• [Task] Locate and copy each line in the data that contains the word "DeserializeOwned".

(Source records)
• • • • • • •
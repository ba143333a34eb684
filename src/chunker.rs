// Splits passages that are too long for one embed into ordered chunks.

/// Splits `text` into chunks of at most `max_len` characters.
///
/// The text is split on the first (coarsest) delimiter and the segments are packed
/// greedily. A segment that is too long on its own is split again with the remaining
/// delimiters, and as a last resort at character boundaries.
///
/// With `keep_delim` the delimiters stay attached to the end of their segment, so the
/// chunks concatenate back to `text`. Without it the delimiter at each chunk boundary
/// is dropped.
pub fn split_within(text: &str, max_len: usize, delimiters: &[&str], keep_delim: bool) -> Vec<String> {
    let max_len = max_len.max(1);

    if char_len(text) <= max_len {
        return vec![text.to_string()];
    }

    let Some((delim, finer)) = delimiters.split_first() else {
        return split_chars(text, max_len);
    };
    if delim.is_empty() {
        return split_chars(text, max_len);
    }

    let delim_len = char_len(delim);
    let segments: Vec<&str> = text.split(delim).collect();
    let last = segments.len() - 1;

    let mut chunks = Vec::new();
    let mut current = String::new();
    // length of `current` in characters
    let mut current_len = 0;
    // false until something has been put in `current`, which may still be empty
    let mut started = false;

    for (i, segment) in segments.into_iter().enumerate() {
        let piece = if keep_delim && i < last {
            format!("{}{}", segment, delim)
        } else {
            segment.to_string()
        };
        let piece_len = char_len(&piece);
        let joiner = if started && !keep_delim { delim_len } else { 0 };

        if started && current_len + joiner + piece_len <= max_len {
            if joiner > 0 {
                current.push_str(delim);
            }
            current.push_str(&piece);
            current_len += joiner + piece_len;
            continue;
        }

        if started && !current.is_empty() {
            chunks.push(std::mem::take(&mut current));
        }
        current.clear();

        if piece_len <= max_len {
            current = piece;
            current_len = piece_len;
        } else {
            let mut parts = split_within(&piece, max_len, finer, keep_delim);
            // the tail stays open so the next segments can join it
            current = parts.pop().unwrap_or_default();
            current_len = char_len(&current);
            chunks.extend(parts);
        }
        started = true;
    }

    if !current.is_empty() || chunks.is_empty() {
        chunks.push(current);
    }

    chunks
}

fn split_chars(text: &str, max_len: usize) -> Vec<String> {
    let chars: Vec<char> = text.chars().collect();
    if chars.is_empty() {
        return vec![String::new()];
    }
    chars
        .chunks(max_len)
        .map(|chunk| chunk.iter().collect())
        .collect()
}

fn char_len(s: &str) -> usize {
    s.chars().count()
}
• • • • • • •
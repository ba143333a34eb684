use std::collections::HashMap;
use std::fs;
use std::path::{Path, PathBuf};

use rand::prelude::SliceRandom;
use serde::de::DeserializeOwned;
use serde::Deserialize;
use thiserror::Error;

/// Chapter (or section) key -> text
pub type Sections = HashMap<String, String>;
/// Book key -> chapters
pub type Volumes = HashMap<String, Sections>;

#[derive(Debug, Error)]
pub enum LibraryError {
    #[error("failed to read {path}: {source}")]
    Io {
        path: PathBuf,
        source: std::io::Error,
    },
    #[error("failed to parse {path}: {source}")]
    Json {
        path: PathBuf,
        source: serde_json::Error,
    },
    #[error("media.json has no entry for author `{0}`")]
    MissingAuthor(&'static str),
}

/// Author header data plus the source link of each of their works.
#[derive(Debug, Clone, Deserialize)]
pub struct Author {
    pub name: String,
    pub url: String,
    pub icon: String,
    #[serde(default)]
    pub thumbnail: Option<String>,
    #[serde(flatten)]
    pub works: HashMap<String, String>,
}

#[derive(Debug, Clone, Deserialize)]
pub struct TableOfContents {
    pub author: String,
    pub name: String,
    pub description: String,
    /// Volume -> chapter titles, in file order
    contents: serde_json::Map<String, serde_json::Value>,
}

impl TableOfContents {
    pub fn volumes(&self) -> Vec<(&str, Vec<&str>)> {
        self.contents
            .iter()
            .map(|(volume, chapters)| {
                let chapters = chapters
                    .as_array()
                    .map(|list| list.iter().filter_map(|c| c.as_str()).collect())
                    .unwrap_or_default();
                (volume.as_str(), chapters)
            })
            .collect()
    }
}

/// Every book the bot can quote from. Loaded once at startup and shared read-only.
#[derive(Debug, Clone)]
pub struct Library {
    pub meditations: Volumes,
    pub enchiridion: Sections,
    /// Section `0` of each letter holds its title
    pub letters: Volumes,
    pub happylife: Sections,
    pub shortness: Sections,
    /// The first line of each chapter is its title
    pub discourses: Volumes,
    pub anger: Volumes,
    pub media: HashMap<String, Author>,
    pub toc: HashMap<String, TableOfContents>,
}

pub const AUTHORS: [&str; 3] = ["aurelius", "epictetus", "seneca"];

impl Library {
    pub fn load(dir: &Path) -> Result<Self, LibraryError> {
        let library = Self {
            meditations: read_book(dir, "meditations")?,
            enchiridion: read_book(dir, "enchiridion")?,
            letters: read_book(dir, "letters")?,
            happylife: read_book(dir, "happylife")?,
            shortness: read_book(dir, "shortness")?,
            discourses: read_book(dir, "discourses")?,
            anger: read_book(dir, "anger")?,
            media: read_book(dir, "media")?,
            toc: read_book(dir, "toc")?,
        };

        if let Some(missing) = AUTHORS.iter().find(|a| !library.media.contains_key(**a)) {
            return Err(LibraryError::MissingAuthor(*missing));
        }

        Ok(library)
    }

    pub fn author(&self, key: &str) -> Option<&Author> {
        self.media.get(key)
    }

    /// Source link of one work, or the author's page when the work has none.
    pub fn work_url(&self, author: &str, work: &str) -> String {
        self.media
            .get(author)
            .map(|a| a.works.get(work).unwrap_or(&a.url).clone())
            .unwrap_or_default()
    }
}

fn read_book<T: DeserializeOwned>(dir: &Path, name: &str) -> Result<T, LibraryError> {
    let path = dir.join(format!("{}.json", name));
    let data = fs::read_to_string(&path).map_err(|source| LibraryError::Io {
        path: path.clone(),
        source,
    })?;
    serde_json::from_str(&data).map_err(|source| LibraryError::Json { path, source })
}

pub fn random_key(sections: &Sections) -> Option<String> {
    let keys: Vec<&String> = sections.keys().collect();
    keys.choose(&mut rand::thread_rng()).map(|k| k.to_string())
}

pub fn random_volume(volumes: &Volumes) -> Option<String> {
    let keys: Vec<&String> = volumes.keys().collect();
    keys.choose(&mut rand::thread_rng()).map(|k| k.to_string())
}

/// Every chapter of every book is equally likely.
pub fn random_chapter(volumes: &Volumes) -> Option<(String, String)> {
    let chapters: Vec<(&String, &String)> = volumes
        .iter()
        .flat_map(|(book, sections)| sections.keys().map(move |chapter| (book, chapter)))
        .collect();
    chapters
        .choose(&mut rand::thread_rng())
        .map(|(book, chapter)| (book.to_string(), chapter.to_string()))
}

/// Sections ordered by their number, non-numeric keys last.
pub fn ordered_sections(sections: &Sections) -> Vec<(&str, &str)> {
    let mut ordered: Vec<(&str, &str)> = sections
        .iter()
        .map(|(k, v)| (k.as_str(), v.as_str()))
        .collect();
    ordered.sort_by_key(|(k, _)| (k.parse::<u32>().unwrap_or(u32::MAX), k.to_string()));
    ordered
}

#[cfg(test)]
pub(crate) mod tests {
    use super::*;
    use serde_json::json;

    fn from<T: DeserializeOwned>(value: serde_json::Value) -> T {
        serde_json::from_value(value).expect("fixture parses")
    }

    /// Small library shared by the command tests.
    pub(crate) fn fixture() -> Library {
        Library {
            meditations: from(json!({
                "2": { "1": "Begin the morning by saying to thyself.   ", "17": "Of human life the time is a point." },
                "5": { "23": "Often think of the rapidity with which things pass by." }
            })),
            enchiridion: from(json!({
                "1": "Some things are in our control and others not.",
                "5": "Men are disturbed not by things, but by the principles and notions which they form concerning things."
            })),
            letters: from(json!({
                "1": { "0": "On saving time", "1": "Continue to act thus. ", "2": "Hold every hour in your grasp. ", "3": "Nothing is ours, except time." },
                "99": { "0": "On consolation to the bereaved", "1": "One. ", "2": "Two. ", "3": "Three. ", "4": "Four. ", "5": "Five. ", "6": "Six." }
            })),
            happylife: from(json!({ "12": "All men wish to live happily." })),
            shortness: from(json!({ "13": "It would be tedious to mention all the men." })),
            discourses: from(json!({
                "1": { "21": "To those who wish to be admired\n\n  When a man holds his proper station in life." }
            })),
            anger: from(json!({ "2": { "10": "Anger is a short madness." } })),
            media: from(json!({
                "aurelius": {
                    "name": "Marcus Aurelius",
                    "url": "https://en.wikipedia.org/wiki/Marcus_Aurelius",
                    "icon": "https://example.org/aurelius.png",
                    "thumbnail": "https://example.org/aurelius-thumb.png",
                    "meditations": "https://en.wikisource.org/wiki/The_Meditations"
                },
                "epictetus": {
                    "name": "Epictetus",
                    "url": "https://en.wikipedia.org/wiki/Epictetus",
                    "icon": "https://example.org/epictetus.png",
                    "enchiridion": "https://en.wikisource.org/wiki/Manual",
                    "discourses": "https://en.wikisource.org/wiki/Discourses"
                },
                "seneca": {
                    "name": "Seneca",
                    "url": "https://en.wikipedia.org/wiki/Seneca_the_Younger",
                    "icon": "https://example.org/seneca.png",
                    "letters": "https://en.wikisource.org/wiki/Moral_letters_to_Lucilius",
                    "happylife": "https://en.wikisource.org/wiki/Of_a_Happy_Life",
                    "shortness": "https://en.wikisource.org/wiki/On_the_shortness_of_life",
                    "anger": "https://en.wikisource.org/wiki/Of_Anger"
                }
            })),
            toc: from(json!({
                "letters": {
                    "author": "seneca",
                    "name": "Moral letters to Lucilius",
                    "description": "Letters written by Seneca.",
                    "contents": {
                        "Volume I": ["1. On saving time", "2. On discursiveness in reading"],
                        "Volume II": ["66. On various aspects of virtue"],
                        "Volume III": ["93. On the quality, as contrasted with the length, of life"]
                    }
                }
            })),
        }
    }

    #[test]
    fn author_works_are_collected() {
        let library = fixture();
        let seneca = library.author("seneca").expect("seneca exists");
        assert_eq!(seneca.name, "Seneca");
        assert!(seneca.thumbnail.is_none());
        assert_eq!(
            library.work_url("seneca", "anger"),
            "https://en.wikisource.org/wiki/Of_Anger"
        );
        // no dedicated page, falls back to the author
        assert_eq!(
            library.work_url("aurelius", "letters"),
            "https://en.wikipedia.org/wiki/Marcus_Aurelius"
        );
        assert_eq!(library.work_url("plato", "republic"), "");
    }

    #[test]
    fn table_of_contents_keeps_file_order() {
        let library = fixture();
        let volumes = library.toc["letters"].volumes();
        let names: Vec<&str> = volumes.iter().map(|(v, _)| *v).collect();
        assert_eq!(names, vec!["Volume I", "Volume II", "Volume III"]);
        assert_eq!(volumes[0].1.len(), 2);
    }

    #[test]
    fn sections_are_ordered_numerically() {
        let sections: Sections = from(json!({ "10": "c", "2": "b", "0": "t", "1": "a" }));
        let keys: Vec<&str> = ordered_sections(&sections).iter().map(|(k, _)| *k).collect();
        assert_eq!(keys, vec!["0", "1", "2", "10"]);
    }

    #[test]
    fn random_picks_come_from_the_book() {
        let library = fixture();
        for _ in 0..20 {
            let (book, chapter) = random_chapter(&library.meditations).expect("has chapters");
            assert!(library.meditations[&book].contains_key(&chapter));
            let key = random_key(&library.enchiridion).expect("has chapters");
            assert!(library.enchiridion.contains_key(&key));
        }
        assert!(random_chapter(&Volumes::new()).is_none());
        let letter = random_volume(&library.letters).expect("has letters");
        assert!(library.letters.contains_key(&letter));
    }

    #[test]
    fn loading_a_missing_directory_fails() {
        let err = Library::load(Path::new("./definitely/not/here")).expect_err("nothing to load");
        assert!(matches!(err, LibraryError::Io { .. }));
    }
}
• • • • • • •
• [Expected output]
use serde::de::DeserializeOwned;
fn read_book<T: DeserializeOwned>(dir: &Path, name: &str) -> Result<T, LibraryError> {
    fn from<T: DeserializeOwned>(value: serde_json::Value) -> T {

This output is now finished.